* _INFORMATION GIVEN_
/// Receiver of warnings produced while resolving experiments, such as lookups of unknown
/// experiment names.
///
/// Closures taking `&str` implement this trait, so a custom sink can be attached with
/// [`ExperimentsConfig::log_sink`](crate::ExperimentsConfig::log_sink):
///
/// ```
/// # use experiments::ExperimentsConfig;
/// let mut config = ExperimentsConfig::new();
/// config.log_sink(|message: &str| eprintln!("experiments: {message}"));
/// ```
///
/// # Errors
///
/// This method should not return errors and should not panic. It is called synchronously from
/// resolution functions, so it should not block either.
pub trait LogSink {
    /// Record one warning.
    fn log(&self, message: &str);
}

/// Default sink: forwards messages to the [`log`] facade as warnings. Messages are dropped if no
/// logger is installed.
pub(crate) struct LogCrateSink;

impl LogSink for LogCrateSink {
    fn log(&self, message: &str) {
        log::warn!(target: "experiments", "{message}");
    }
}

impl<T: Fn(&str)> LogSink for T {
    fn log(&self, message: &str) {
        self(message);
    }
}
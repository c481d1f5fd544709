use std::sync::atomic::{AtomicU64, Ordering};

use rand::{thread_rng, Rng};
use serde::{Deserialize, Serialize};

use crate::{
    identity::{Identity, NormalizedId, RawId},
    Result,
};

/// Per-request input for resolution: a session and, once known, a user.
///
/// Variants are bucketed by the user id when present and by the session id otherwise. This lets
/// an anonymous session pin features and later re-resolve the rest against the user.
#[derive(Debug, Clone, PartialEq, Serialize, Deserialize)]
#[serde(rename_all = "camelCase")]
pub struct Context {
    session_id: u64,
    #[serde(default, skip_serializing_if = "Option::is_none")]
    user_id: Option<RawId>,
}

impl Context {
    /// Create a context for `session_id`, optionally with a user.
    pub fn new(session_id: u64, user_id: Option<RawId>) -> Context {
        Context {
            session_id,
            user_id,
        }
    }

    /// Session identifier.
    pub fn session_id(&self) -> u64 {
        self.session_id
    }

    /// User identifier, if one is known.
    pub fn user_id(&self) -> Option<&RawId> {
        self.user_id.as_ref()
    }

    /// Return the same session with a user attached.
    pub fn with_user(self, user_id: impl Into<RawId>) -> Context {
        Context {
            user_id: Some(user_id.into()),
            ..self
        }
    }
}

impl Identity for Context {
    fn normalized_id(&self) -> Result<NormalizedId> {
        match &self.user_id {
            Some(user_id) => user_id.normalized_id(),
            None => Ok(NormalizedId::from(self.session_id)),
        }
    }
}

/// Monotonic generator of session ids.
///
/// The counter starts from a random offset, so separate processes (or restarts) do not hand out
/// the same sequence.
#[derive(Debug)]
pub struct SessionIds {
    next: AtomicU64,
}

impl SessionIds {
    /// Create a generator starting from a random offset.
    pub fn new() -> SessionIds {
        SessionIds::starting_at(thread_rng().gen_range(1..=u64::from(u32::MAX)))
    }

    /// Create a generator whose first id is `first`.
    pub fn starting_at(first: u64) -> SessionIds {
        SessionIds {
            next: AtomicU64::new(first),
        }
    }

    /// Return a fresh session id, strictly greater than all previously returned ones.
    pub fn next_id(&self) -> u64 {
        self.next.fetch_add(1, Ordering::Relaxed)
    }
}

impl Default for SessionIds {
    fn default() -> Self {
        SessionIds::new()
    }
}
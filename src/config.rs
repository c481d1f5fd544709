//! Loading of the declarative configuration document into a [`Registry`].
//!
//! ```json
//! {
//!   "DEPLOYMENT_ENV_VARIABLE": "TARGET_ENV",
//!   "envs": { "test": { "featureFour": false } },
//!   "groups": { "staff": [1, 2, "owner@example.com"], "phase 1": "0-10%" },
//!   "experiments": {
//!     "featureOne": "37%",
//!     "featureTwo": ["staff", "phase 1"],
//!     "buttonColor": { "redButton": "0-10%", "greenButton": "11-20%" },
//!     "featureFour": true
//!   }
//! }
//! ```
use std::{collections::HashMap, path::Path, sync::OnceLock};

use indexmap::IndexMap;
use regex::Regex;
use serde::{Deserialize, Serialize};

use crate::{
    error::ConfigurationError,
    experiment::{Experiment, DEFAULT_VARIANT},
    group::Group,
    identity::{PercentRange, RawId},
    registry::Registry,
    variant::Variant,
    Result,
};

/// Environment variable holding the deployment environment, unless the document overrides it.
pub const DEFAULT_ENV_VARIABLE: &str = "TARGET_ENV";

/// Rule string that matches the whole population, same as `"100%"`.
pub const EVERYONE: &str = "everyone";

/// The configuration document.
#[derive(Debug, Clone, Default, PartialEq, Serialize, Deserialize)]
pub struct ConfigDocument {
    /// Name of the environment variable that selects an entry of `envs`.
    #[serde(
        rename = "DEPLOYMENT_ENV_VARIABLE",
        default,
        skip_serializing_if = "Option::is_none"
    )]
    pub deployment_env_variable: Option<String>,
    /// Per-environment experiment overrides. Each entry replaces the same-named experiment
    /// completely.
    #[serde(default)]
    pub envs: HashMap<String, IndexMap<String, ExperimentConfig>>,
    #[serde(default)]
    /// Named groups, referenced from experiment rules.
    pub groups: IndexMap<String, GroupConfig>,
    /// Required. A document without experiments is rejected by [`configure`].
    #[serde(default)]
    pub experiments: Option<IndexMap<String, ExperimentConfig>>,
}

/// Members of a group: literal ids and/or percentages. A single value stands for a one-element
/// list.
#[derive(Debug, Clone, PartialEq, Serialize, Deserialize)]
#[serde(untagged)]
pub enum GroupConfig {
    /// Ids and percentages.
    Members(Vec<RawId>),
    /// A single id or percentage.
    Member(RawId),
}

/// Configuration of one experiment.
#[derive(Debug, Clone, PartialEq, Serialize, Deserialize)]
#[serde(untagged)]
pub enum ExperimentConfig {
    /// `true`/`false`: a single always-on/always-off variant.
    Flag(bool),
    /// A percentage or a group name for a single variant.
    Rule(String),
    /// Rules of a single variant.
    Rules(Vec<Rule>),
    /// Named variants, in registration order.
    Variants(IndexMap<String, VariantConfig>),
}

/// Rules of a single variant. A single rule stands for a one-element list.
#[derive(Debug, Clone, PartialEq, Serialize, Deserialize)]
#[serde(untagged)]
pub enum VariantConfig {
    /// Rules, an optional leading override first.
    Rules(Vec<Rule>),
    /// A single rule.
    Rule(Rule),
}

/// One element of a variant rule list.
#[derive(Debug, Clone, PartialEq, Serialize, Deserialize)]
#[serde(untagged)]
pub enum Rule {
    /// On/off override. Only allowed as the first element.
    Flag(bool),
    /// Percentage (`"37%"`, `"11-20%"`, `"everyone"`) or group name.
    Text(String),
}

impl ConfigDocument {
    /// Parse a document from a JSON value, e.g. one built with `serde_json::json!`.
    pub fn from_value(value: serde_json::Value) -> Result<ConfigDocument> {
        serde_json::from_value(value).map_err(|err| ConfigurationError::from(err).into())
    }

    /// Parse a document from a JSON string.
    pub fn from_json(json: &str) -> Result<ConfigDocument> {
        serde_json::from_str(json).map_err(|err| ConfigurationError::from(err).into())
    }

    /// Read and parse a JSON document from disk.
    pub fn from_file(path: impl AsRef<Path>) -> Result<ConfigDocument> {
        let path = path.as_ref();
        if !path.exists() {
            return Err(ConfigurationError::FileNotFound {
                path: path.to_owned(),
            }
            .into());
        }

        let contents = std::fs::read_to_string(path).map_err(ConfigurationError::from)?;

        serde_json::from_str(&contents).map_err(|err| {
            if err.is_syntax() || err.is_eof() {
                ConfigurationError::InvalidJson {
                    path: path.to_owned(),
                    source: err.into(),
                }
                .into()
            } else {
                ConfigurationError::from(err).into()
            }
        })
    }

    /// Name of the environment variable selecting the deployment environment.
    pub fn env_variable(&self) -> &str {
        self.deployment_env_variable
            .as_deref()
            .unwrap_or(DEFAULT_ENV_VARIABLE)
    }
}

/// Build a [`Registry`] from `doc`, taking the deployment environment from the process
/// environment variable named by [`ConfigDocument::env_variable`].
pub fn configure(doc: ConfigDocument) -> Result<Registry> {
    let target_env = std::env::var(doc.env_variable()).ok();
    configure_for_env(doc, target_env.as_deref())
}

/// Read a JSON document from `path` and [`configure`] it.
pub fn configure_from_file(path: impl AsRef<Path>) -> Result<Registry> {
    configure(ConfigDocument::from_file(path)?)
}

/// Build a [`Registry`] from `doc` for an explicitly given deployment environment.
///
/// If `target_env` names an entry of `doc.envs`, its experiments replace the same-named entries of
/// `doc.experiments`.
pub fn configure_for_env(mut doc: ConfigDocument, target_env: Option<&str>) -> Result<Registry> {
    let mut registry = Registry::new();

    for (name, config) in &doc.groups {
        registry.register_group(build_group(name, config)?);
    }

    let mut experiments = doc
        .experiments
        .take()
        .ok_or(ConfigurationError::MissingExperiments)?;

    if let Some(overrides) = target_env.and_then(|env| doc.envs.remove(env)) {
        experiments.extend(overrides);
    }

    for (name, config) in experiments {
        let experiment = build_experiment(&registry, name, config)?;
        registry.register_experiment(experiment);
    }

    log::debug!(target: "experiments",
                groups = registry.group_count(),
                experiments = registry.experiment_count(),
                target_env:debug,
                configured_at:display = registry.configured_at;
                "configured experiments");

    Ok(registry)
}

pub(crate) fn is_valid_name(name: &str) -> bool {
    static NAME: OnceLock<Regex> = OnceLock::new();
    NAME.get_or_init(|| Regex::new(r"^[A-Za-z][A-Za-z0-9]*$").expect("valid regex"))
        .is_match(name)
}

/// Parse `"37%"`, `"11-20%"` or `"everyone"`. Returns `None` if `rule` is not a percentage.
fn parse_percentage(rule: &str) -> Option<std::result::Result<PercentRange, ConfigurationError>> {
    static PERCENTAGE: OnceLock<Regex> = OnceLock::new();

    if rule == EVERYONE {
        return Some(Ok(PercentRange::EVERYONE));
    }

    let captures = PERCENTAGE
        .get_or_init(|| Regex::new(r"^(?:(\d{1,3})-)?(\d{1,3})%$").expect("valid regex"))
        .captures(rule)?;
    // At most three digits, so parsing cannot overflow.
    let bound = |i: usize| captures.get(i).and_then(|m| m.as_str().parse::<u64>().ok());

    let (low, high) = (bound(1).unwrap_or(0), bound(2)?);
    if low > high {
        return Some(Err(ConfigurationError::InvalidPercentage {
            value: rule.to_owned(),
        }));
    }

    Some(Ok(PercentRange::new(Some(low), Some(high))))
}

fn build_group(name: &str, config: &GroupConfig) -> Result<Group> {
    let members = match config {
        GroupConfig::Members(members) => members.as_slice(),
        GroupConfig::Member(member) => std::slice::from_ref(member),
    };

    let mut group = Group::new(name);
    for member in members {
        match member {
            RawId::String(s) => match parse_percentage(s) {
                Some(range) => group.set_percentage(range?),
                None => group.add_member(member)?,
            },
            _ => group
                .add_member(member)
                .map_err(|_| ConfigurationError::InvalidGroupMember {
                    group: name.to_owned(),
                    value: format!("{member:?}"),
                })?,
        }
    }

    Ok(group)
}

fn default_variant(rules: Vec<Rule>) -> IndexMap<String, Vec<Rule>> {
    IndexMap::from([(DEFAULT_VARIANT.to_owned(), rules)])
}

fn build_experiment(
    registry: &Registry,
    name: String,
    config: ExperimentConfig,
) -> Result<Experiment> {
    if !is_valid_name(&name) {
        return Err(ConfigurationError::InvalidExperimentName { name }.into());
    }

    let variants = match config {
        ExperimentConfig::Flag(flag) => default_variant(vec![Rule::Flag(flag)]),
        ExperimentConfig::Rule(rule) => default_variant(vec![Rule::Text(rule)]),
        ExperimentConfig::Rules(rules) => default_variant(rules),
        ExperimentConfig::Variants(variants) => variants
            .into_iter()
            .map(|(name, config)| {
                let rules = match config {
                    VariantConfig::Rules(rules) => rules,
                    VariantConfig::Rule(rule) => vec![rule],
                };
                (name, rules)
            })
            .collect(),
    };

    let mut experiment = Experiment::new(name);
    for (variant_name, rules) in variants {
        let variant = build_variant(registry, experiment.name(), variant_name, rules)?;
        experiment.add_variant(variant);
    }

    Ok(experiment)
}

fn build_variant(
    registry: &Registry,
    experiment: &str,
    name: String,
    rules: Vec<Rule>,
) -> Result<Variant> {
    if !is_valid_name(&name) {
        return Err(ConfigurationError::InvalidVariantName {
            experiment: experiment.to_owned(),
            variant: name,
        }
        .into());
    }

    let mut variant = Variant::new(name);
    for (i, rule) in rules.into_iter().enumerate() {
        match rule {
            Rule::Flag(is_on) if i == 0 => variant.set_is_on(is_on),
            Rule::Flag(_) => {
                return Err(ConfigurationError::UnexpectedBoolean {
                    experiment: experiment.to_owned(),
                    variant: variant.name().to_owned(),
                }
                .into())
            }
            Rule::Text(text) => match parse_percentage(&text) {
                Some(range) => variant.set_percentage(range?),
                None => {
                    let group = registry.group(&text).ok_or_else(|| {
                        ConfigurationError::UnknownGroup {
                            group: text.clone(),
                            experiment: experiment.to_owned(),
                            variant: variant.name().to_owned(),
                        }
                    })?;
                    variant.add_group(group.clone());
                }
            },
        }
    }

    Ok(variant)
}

* _PROBLEM DESCRIPTION_
To answer, report how many lines of the listing contain the word "GroupConfig", as a number with nothing else.

* _SOLUTION_
5